> **Problem requirements**
Please write out the listing below again in its exact form.

>>>

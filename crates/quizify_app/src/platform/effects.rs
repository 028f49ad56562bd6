use std::path::PathBuf;
use std::sync::mpsc;
use std::thread;
use std::time::Duration;

use chrono::Utc;
use quizify_core::{Effect, Msg, SubmitFailure};
use quizify_engine::{
    AtomicFileWriter, EngineError, EngineEvent, EngineHandle, FailureKind, SubmitError,
    SubmitSettings,
};
use quizify_logging::{quiz_error, quiz_info, quiz_warn};

use super::app::AppEvent;
use super::clipboard::ClipboardWriter;

pub struct EffectRunner {
    engine: EngineHandle,
    clipboard: ClipboardWriter,
    output_dir: PathBuf,
    event_tx: mpsc::Sender<AppEvent>,
}

impl EffectRunner {
    pub fn new(
        settings: SubmitSettings,
        output_dir: PathBuf,
        event_tx: mpsc::Sender<AppEvent>,
    ) -> Result<Self, EngineError> {
        let engine = EngineHandle::new(settings)?;
        Ok(Self::with_engine(engine, output_dir, event_tx))
    }

    pub fn with_engine(
        engine: EngineHandle,
        output_dir: PathBuf,
        event_tx: mpsc::Sender<AppEvent>,
    ) -> Self {
        let runner = Self {
            engine,
            clipboard: ClipboardWriter::default(),
            output_dir,
            event_tx,
        };
        runner.spawn_event_loop();
        runner
    }

    pub fn run(&mut self, effects: Vec<Effect>) {
        for effect in effects {
            match effect {
                Effect::SubmitPdf {
                    request_id,
                    file,
                    question_count,
                } => {
                    quiz_info!(
                        "SubmitPdf request_id={} path={:?} count={}",
                        request_id,
                        file.path,
                        question_count
                    );
                    if let Err(err) =
                        self.engine
                            .submit(request_id, file.path, file.name, question_count)
                    {
                        // Resolve the request so the form never stays locked.
                        quiz_error!("Engine refused request {}: {}", request_id, err);
                        self.send(Msg::SubmissionFinished {
                            request_id,
                            outcome: Err(SubmitFailure::Network(Some(err.to_string()))),
                        });
                    }
                }
                Effect::CopyToClipboard { text } => {
                    let result = self.clipboard.set_text(&text);
                    if let Err(reason) = &result {
                        quiz_warn!("Clipboard write failed: {}", reason);
                    }
                    self.send(Msg::CopyCompleted(result));
                }
                Effect::ExportResult { text, file_name } => {
                    let file_name = file_name.unwrap_or_else(default_export_name);
                    let writer = AtomicFileWriter::new(self.output_dir.clone());
                    let result = match writer.write(&file_name, &text) {
                        Ok(path) => {
                            quiz_info!("Exported {} bytes to {:?}", text.len(), path);
                            Ok(path.display().to_string())
                        }
                        Err(err) => {
                            quiz_error!("Export to {:?} failed: {}", self.output_dir, err);
                            Err(err.to_string())
                        }
                    };
                    self.send(Msg::ExportCompleted(result));
                }
            }
        }
    }

    fn send(&self, msg: Msg) {
        let _ = self.event_tx.send(AppEvent::Core(msg));
    }

    fn spawn_event_loop(&self) {
        let engine = self.engine.clone();
        let event_tx = self.event_tx.clone();
        thread::spawn(move || loop {
            let Some(event) = engine.recv_timeout(Duration::from_millis(100)) else {
                continue;
            };
            let msg = match event {
                EngineEvent::SubmissionCompleted { request_id, result } => {
                    Msg::SubmissionFinished {
                        request_id,
                        outcome: result.map(|response| response.mcqs).map_err(map_failure),
                    }
                }
            };
            if event_tx.send(AppEvent::Core(msg)).is_err() {
                break;
            }
        });
    }
}

fn default_export_name() -> String {
    format!("mcqs-{}.txt", Utc::now().format("%Y%m%dT%H%M%SZ"))
}

fn map_failure(err: SubmitError) -> SubmitFailure {
    match err.kind {
        FailureKind::HttpStatus { status, detail } => SubmitFailure::HttpStatus { status, detail },
        FailureKind::UnexpectedContentType { .. }
        | FailureKind::MalformedBody
        | FailureKind::TooLarge { .. } => SubmitFailure::UnexpectedFormat,
        FailureKind::ServerError { message } => SubmitFailure::Server(message),
        FailureKind::FileRead => SubmitFailure::FileUnreadable(err.message),
        FailureKind::Timeout
        | FailureKind::Network
        | FailureKind::InvalidEndpoint
        | FailureKind::InvalidRequest => SubmitFailure::Network(Some(err.message)),
    }
}
use std::fmt;

pub type RequestId = u64;

/// One submission: the PDF bytes and the number of questions wanted.
#[derive(Debug, Clone, PartialEq, Eq)]
pub struct McqRequest {
    pub file_name: String,
    pub pdf: Vec<u8>,
    pub num_mcqs: u32,
}

/// Accepted server reply.
#[derive(Debug, Clone, PartialEq, Eq)]
pub struct McqResponse {
    pub mcqs: String,
    pub status: u16,
    pub byte_len: u64,
}

#[derive(Debug, Clone, PartialEq, Eq)]
pub enum EngineEvent {
    SubmissionCompleted {
        request_id: RequestId,
        result: Result<McqResponse, SubmitError>,
    },
}

#[derive(Debug, Clone, PartialEq, Eq)]
pub struct SubmitError {
    pub kind: FailureKind,
    pub message: String,
}

impl SubmitError {
    pub(crate) fn new(kind: FailureKind, message: impl Into<String>) -> Self {
        Self {
            kind,
            message: message.into(),
        }
    }
}

impl fmt::Display for SubmitError {
    fn fmt(&self, f: &mut fmt::Formatter<'_>) -> fmt::Result {
        write!(f, "{}: {}", self.kind, self.message)
    }
}

impl std::error::Error for SubmitError {}

#[derive(Debug, Clone, PartialEq, Eq)]
pub enum FailureKind {
    InvalidEndpoint,
    InvalidRequest,
    FileRead,
    HttpStatus { status: u16, detail: Option<String> },
    UnexpectedContentType { content_type: Option<String> },
    MalformedBody,
    TooLarge { max_bytes: u64, actual: Option<u64> },
    ServerError { message: Option<String> },
    Timeout,
    Network,
}

impl fmt::Display for FailureKind {
    fn fmt(&self, f: &mut fmt::Formatter<'_>) -> fmt::Result {
        match self {
            FailureKind::InvalidEndpoint => write!(f, "invalid endpoint"),
            FailureKind::InvalidRequest => write!(f, "invalid request"),
            FailureKind::FileRead => write!(f, "could not read pdf"),
            FailureKind::HttpStatus { status, .. } => write!(f, "http status {status}"),
            FailureKind::UnexpectedContentType { content_type } => {
                write!(f, "unexpected content type {content_type:?}")
            }
            FailureKind::MalformedBody => write!(f, "malformed response body"),
            FailureKind::TooLarge { max_bytes, actual } => {
                write!(f, "response too large (max {max_bytes}, actual {actual:?})")
            }
            FailureKind::ServerError { message } => {
                write!(f, "server error {message:?}")
            }
            FailureKind::Timeout => write!(f, "timeout"),
            FailureKind::Network => write!(f, "network error"),
        }
    }
}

<<<

> **Exercise result**
filename crates/quizify_app/src/platform/effects.rs
repository 028f49ad56562bd6
use std::path::PathBuf;
use std::sync::mpsc;
use std::thread;
use std::time::Duration;

use chrono::Utc;
use quizify_core::{Effect, Msg, SubmitFailure};
use quizify_engine::{
    AtomicFileWriter, EngineError, EngineEvent, EngineHandle, FailureKind, SubmitError,
    SubmitSettings,
};
use quizify_logging::{quiz_error, quiz_info, quiz_warn};

use super::app::AppEvent;
use super::clipboard::ClipboardWriter;

pub struct EffectRunner {
    engine: EngineHandle,
    clipboard: ClipboardWriter,
    output_dir: PathBuf,
    event_tx: mpsc::Sender<AppEvent>,
}

impl EffectRunner {
    pub fn new(
        settings: SubmitSettings,
        output_dir: PathBuf,
        event_tx: mpsc::Sender<AppEvent>,
    ) -> Result<Self, EngineError> {
        let engine = EngineHandle::new(settings)?;
        Ok(Self::with_engine(engine, output_dir, event_tx))
    }

    pub fn with_engine(
        engine: EngineHandle,
        output_dir: PathBuf,
        event_tx: mpsc::Sender<AppEvent>,
    ) -> Self {
        let runner = Self {
            engine,
            clipboard: ClipboardWriter::default(),
            output_dir,
            event_tx,
        };
        runner.spawn_event_loop();
        runner
    }

    pub fn run(&mut self, effects: Vec<Effect>) {
        for effect in effects {
            match effect {
                Effect::SubmitPdf {
                    request_id,
                    file,
                    question_count,
                } => {
                    quiz_info!(
                        "SubmitPdf request_id={} path={:?} count={}",
                        request_id,
                        file.path,
                        question_count
                    );
                    if let Err(err) =
                        self.engine
                            .submit(request_id, file.path, file.name, question_count)
                    {
                        // Resolve the request so the form never stays locked.
                        quiz_error!("Engine refused request {}: {}", request_id, err);
                        self.send(Msg::SubmissionFinished {
                            request_id,
                            outcome: Err(SubmitFailure::Network(Some(err.to_string()))),
                        });
                    }
                }
                Effect::CopyToClipboard { text } => {
                    let result = self.clipboard.set_text(&text);
                    if let Err(reason) = &result {
                        quiz_warn!("Clipboard write failed: {}", reason);
                    }
                    self.send(Msg::CopyCompleted(result));
                }
                Effect::ExportResult { text, file_name } => {
                    let file_name = file_name.unwrap_or_else(default_export_name);
                    let writer = AtomicFileWriter::new(self.output_dir.clone());
                    let result = match writer.write(&file_name, &text) {
                        Ok(path) => {
                            quiz_info!("Exported {} bytes to {:?}", text.len(), path);
                            Ok(path.display().to_string())
                        }
                        Err(err) => {
                            quiz_error!("Export to {:?} failed: {}", self.output_dir, err);
                            Err(err.to_string())
                        }
                    };
                    self.send(Msg::ExportCompleted(result));
                }
            }
        }
    }

    fn send(&self, msg: Msg) {
        let _ = self.event_tx.send(AppEvent::Core(msg));
    }

    fn spawn_event_loop(&self) {
        let engine = self.engine.clone();
        let event_tx = self.event_tx.clone();
        thread::spawn(move || loop {
            let Some(event) = engine.recv_timeout(Duration::from_millis(100)) else {
                continue;
            };
            let msg = match event {
                EngineEvent::SubmissionCompleted { request_id, result } => {
                    Msg::SubmissionFinished {
                        request_id,
                        outcome: result.map(|response| response.mcqs).map_err(map_failure),
                    }
                }
            };
            if event_tx.send(AppEvent::Core(msg)).is_err() {
                break;
            }
        });
    }
}

fn default_export_name() -> String {
    format!("mcqs-{}.txt", Utc::now().format("%Y%m%dT%H%M%SZ"))
}

fn map_failure(err: SubmitError) -> SubmitFailure {
    match err.kind {
        FailureKind::HttpStatus { status, detail } => SubmitFailure::HttpStatus { status, detail },
        FailureKind::UnexpectedContentType { .. }
        | FailureKind::MalformedBody
        | FailureKind::TooLarge { .. } => SubmitFailure::UnexpectedFormat,
        FailureKind::ServerError { message } => SubmitFailure::Server(message),
        FailureKind::FileRead => SubmitFailure::FileUnreadable(err.message),
        FailureKind::Timeout
        | FailureKind::Network
        | FailureKind::InvalidEndpoint
        | FailureKind::InvalidRequest => SubmitFailure::Network(Some(err.message)),
    }
}
use std::fmt;

pub type RequestId = u64;

/// One submission: the PDF bytes and the number of questions wanted.
#[derive(Debug, Clone, PartialEq, Eq)]
pub struct McqRequest {
    pub file_name: String,
    pub pdf: Vec<u8>,
    pub num_mcqs: u32,
}

/// Accepted server reply.
#[derive(Debug, Clone, PartialEq, Eq)]
pub struct McqResponse {
    pub mcqs: String,
    pub status: u16,
    pub byte_len: u64,
}

#[derive(Debug, Clone, PartialEq, Eq)]
pub enum EngineEvent {
    SubmissionCompleted {
        request_id: RequestId,
        result: Result<McqResponse, SubmitError>,
    },
}

#[derive(Debug, Clone, PartialEq, Eq)]
pub struct SubmitError {
    pub kind: FailureKind,
    pub message: String,
}

impl SubmitError {
    pub(crate) fn new(kind: FailureKind, message: impl Into<String>) -> Self {
        Self {
            kind,
            message: message.into(),
        }
    }
}

impl fmt::Display for SubmitError {
    fn fmt(&self, f: &mut fmt::Formatter<'_>) -> fmt::Result {
        write!(f, "{}: {}", self.kind, self.message)
    }
}

impl std::error::Error for SubmitError {}

#[derive(Debug, Clone, PartialEq, Eq)]
pub enum FailureKind {
    InvalidEndpoint,
    InvalidRequest,
    FileRead,
    HttpStatus { status: u16, detail: Option<String> },
    UnexpectedContentType { content_type: Option<String> },
    MalformedBody,
    TooLarge { max_bytes: u64, actual: Option<u64> },
    ServerError { message: Option<String> },
    Timeout,
    Network,
}

impl fmt::Display for FailureKind {
    fn fmt(&self, f: &mut fmt::Formatter<'_>) -> fmt::Result {
        match self {
            FailureKind::InvalidEndpoint => write!(f, "invalid endpoint"),
            FailureKind::InvalidRequest => write!(f, "invalid request"),
            FailureKind::FileRead => write!(f, "could not read pdf"),
            FailureKind::HttpStatus { status, .. } => write!(f, "http status {status}"),
            FailureKind::UnexpectedContentType { content_type } => {
                write!(f, "unexpected content type {content_type:?}")
            }
            FailureKind::MalformedBody => write!(f, "malformed response body"),
            FailureKind::TooLarge { max_bytes, actual } => {
                write!(f, "response too large (max {max_bytes}, actual {actual:?})")
            }
            FailureKind::ServerError { message } => {
                write!(f, "server error {message:?}")
            }
            FailureKind::Timeout => write!(f, "timeout"),
            FailureKind::Network => write!(f, "network error"),
        }
    }
}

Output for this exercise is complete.